The objective of the exercise sessions during the Interdisciplinary Privacy Course is for participants to have the opportunity to systematically think through a system where privacy is addressed from the beginning of systems development. The exercises should also provide the participants with the incentive to consider how they can employ the tools, strategies and accounts they learned in the lectures to information systems.

The exercises will be guided by a multilateral privacy requirements engineering methodology. Specifically, the participants will be asked to imagine a system from different stakeholder viewpoints, to mediate conflicting stakeholder interests, to document this process with the objective of eliciting basic (functional and privacy) requirements, and to consider ways of creatively applying legal and socio-technical solutions to fulfill those requirements.

Assignment

All participants are asked to develop a new search engine of their liking. Their objective is to step through the basic development phases of such a system with privacy and security of the system in mind.
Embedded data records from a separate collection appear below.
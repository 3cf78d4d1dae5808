//! Tags and the tag grammar.
//!
//! A tag is a non-empty list of colon separated segments. Segments consist of
//! `a-z`, `0-9` and `-`, never start or end with a hyphen, and the whole tag
//! must start with a letter. Uppercase input is folded to lowercase.

use crate::errors::{Result, SmlError};
use serde::{Deserialize, Serialize};
use std::fmt;
use std::str::FromStr;

/// A validated tag, e.g. `li:2:last` as `["li", "2", "last"]`.
#[derive(Debug, Clone, PartialEq, Eq, Hash, Serialize, Deserialize)]
#[serde(try_from = "Vec<String>", into = "Vec<String>")]
pub struct Tag(Vec<String>);

impl Tag {
    /// Validates `raw` and builds a tag from it.
    pub fn new(raw: &str) -> Result<Self> {
        validate_tag(raw)
    }

    pub fn segments(&self) -> &[String] {
        &self.0
    }

    /// The first segment; used as the writer dispatch key.
    pub fn first(&self) -> &str {
        &self.0[0]
    }

    pub fn get(&self, index: usize) -> Option<&str> {
        self.0.get(index).map(String::as_str)
    }

    pub fn len(&self) -> usize {
        self.0.len()
    }

    pub fn is_empty(&self) -> bool {
        false
    }
}

impl fmt::Display for Tag {
    fn fmt(&self, f: &mut fmt::Formatter<'_>) -> fmt::Result {
        f.write_str(&self.0.join(":"))
    }
}

impl FromStr for Tag {
    type Err = SmlError;

    fn from_str(s: &str) -> Result<Self> {
        validate_tag(s)
    }
}

impl TryFrom<Vec<String>> for Tag {
    type Error = SmlError;

    /// Every element must be a single segment; `["a:b"]` is rejected.
    fn try_from(segments: Vec<String>) -> Result<Self> {
        let joined = segments.join(":");
        if segments.iter().any(|segment| segment.contains(':')) {
            return Err(SmlError::Grammar { tag: joined });
        }
        validate_tag(&joined)
    }
}

impl From<Tag> for Vec<String> {
    fn from(tag: Tag) -> Self {
        tag.0
    }
}

impl PartialEq<[&str]> for Tag {
    fn eq(&self, other: &[&str]) -> bool {
        self.0.len() == other.len() && self.0.iter().zip(other).all(|(a, b)| a == b)
    }
}

impl<const N: usize> PartialEq<[&str; N]> for Tag {
    fn eq(&self, other: &[&str; N]) -> bool {
        self == &other[..]
    }
}

// ============================================================================
// VALIDATION
// ============================================================================

/// Splits a raw tag into its segments, or fails with [`SmlError::Grammar`].
///
/// Total and side-effect free: every input yields exactly one of the two.
pub fn validate_tag(raw: &str) -> Result<Tag> {
    let invalid = || SmlError::Grammar {
        tag: raw.to_string(),
    };
    let lowered = raw.to_ascii_lowercase();
    if !lowered.starts_with(|c: char| c.is_ascii_lowercase()) {
        return Err(invalid());
    }
    let mut segments = Vec::new();
    for segment in lowered.split(':') {
        if !valid_segment(segment) {
            return Err(invalid());
        }
        segments.push(segment.to_string());
    }
    Ok(Tag(segments))
}

fn valid_segment(segment: &str) -> bool {
    !segment.is_empty()
        && !segment.starts_with('-')
        && !segment.ends_with('-')
        && segment
            .chars()
            .all(|c| c.is_ascii_lowercase() || c.is_ascii_digit() || c == '-')
}
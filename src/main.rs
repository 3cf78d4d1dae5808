fn main() {
    sml::cli::run();
}
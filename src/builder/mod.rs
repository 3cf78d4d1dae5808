//! The builder protocol driven by the parser.
//!
//! The parser never constructs output itself; it emits events in document
//! pre-order to a [`Builder`]. [`TreeBuilder`] assembles the in-memory
//! document tree, [`PathValueBuilder`] folds the same events into a path/value
//! store.
//!
//! # Call discipline
//!
//! - every `end_tag_node` closes the most recent unmatched `begin_tag_node`
//! - content events are only valid while a tag is open
//! - once the outermost tag is closed the builder is done and rejects
//!   every further event
//!
//! Conforming builders report violations as [`SmlError::Protocol`].
//!
//! [`SmlError::Protocol`]: crate::SmlError::Protocol

use crate::errors::Result;
use crate::syntax::tag::Tag;

pub mod tree;
pub mod values;

pub use tree::TreeBuilder;
pub use values::{PathValueBuilder, PathValues};

pub(crate) const ALREADY_DONE: &str = "building is already done";
pub(crate) const NOT_YET_DONE: &str = "building is not yet done";

/// Event sink for the parser.
pub trait Builder {
    fn begin_tag_node(&mut self, tag: Tag) -> Result<()>;
    fn end_tag_node(&mut self) -> Result<()>;
    fn text_node(&mut self, text: String) -> Result<()>;
    fn raw_node(&mut self, raw: String) -> Result<()>;
    fn comment_node(&mut self, comment: String) -> Result<()>;
}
The assignment is complicated through the needs of their different stakeholders, legal constraints and availability of privacy solutions given the targeted functionality of the search engine.

Expected output

At the end of the exercise sessions, each group will be expected to provide a presentation and a written report on the analysis of the system that they discussed. The report should include:

  • a stakeholder analysis
  • a basic functional and information model analysis
  • short analysis of a relevant legal framework
  • a privacy analysis based on stakeholder interests
  • threat analysis, adversary analysis, risk analysis of some sort
  • application of legal/socio-technical solutions to a sub-problem they identify in their privacy/legal analysis. (which may require revising functionality)
In addition, the teams will be given 5-10 minutes at the end of every session to shortly reflect on the process: how did the discussion/process go? Did they start with a problem definition? Were there unsolved conflicts? Were there further obstacles, e.g., terminology, complexity etc.?

Sessions and formats

There will be a total of 5 sessions:
  • Team Building and Stakeholder Analysis
  • Functional Requirements Elicitation
  • Privacy and Security Analysis
  • Privacy and Security Requirements Elicitation
  • Documentation and Presentation

Exercise session 1: Team building and stakeholder analysis

In this session the participants will first be asked to introduce themselves. Next, the participants identify the stakeholders and describe their interests and stakes in the system. This will include: their incentives, their interests, and the identification of potential conflicts between their interests.

Exercise session 2:Functional requirements elicitation

In this session the students will specify the functionality, domain, and trust assumptions of the system. They also construct an initial model of the information that is necessary to fulfill the functionality of the system.

Exercise session 3: Privacy and security analysis

In this session the participants will identify the legal frameworks that apply, describe the legal roles and responsibilities of the stakeholders and their data protection requirements, and discuss the societal implications of the system linked to power relations between different stakeholders. They will also conduct an analysis of the privacy concerns of the stakeholders and the service integrity guarantees (i.e., threat and security analysis).

Exercise session 4: Privacy and security requirements elicitation

In this session the participants will further refine the definition of privacy goals and provide suggestions for privacy technologies that could be used in the system. The participants are asked to apply some of the things they learned in the lectures to the system they are developing. The specific choices of technical solutions to be used in the system will require re-thinking of the applicability of legal frameworks, the concrete functionality and the information model.

Exercise session 5: Documentation and presentation

In this session the participants will consolidate their conclusions and prepare the presentation for the rest of the course participants that will take place in the last session of the course.